## [WHAT IS BEING ASKED]
A line below contains "the biodiversity map.", and a later one contains "mod report;". Repeat both, with every line between them, exactly.

## [MATERIAL FOR THE TASK]
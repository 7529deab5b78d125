#![cfg_attr(feature = "fail-on-warnings", deny(warnings))]
#![warn(clippy::all, clippy::pedantic, clippy::nursery, clippy::cargo)]
#![allow(clippy::multiple_crate_versions, clippy::cargo_common_metadata)]

//! Command-line entry point for the biodiversity map.
//!
//! `serve` starts the web dashboard, `species` and `report` run the same
//! pipeline offline against a file on disk. Without a subcommand the user
//! picks a tool interactively.

mod interactive;
mod report;

use std::path::PathBuf;

use biodiv_map_analytics::build_dashboard;
use biodiv_map_analytics_models::TimeGranularity;
use biodiv_map_occurrence_models::TimestampPolicy;
use biodiv_map_server::ServerConfig;
use biodiv_map_server::config::DEFAULT_BOUNDARIES_PATH;
use clap::{Parser, Subcommand};

#[derive(Parser)]
#[command(name = "biodiv_map", about = "Biodiversity occurrence dashboard")]
struct Cli {
    #[command(subcommand)]
    command: Option<Commands>,
}

#[derive(Subcommand)]
enum Commands {
    /// Start the web dashboard
    Serve {
        /// Address to bind
        #[arg(long)]
        bind: Option<String>,
        /// Port to bind
        #[arg(long)]
        port: Option<u16>,
        /// Canton boundary `GeoJSON`
        #[arg(long)]
        boundaries: Option<PathBuf>,
        /// TOML file mapping boundary properties to code, canton and province
        #[arg(long)]
        fields: Option<PathBuf>,
        /// Keep records with unparseable `eventDate` values instead of
        /// rejecting the upload
        #[arg(long)]
        skip_invalid_dates: bool,
    },
    /// Print the distinct species in an occurrence file
    Species {
        /// Tab-delimited Darwin Core occurrence file
        file: PathBuf,
        /// Keep records with unparseable `eventDate` values
        #[arg(long)]
        skip_invalid_dates: bool,
    },
    /// Print canton and province counts for one species
    Report {
        /// Tab-delimited Darwin Core occurrence file
        file: PathBuf,
        /// Exact species name
        #[arg(long)]
        species: String,
        /// Time-series granularity: `yearly` or `monthly`
        #[arg(long, default_value = "yearly")]
        granularity: TimeGranularity,
        /// Canton boundary `GeoJSON`
        #[arg(long, env = "BOUNDARIES_PATH", default_value = DEFAULT_BOUNDARIES_PATH)]
        boundaries: PathBuf,
        /// TOML file mapping boundary properties to code, canton and province
        #[arg(long, env = "BOUNDARY_FIELDS")]
        fields: Option<PathBuf>,
        /// Keep records with unparseable `eventDate` values
        #[arg(long)]
        skip_invalid_dates: bool,
    },
}

const fn policy(skip_invalid_dates: bool) -> TimestampPolicy {
    if skip_invalid_dates {
        TimestampPolicy::SkipAndWarn
    } else {
        TimestampPolicy::FailFast
    }
}

fn main() -> Result<(), Box<dyn std::error::Error>> {
    pretty_env_logger::init();
    let cli = Cli::parse();

    let Some(command) = cli.command else {
        return interactive::run();
    };

    match command {
        Commands::Serve {
            bind,
            port,
            boundaries,
            fields,
            skip_invalid_dates,
        } => {
            let mut config = ServerConfig::from_env();
            if let Some(bind) = bind {
                config.bind_addr = bind;
            }
            if let Some(port) = port {
                config.port = port;
            }
            if let Some(boundaries) = boundaries {
                config.boundaries_path = boundaries;
            }
            if fields.is_some() {
                config.fields_path = fields;
            }
            if skip_invalid_dates {
                config.timestamp_policy = TimestampPolicy::SkipAndWarn;
            }
            actix_web::rt::System::new().block_on(biodiv_map_server::run_server(config))?;
        }
        Commands::Species {
            file,
            skip_invalid_dates,
        } => {
            let dataset = report::load_file(&file, policy(skip_invalid_dates))?;
            print!("{}", report::SpeciesList(&dataset));
        }
        Commands::Report {
            file,
            species,
            granularity,
            boundaries,
            fields,
            skip_invalid_dates,
        } => {
            let index = report::load_boundaries(&boundaries, fields.as_deref())?;
            let dataset = report::load_file(&file, policy(skip_invalid_dates))?;
            let dashboard = build_dashboard(&dataset, &species, granularity, &index);
            if dashboard.totals.records == 0 {
                log::warn!("No records of '{species}' in {}", file.display());
            }
            print!("{}", report::DashboardReport(&dashboard));
        }
    }

    Ok(())
}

## [ANSWER SPACE]
//! Command-line entry point for the biodiversity map.
//!
//! `serve` starts the web dashboard, `species` and `report` run the same
//! pipeline offline against a file on disk. Without a subcommand the user
//! picks a tool interactively.

mod interactive;
mod report;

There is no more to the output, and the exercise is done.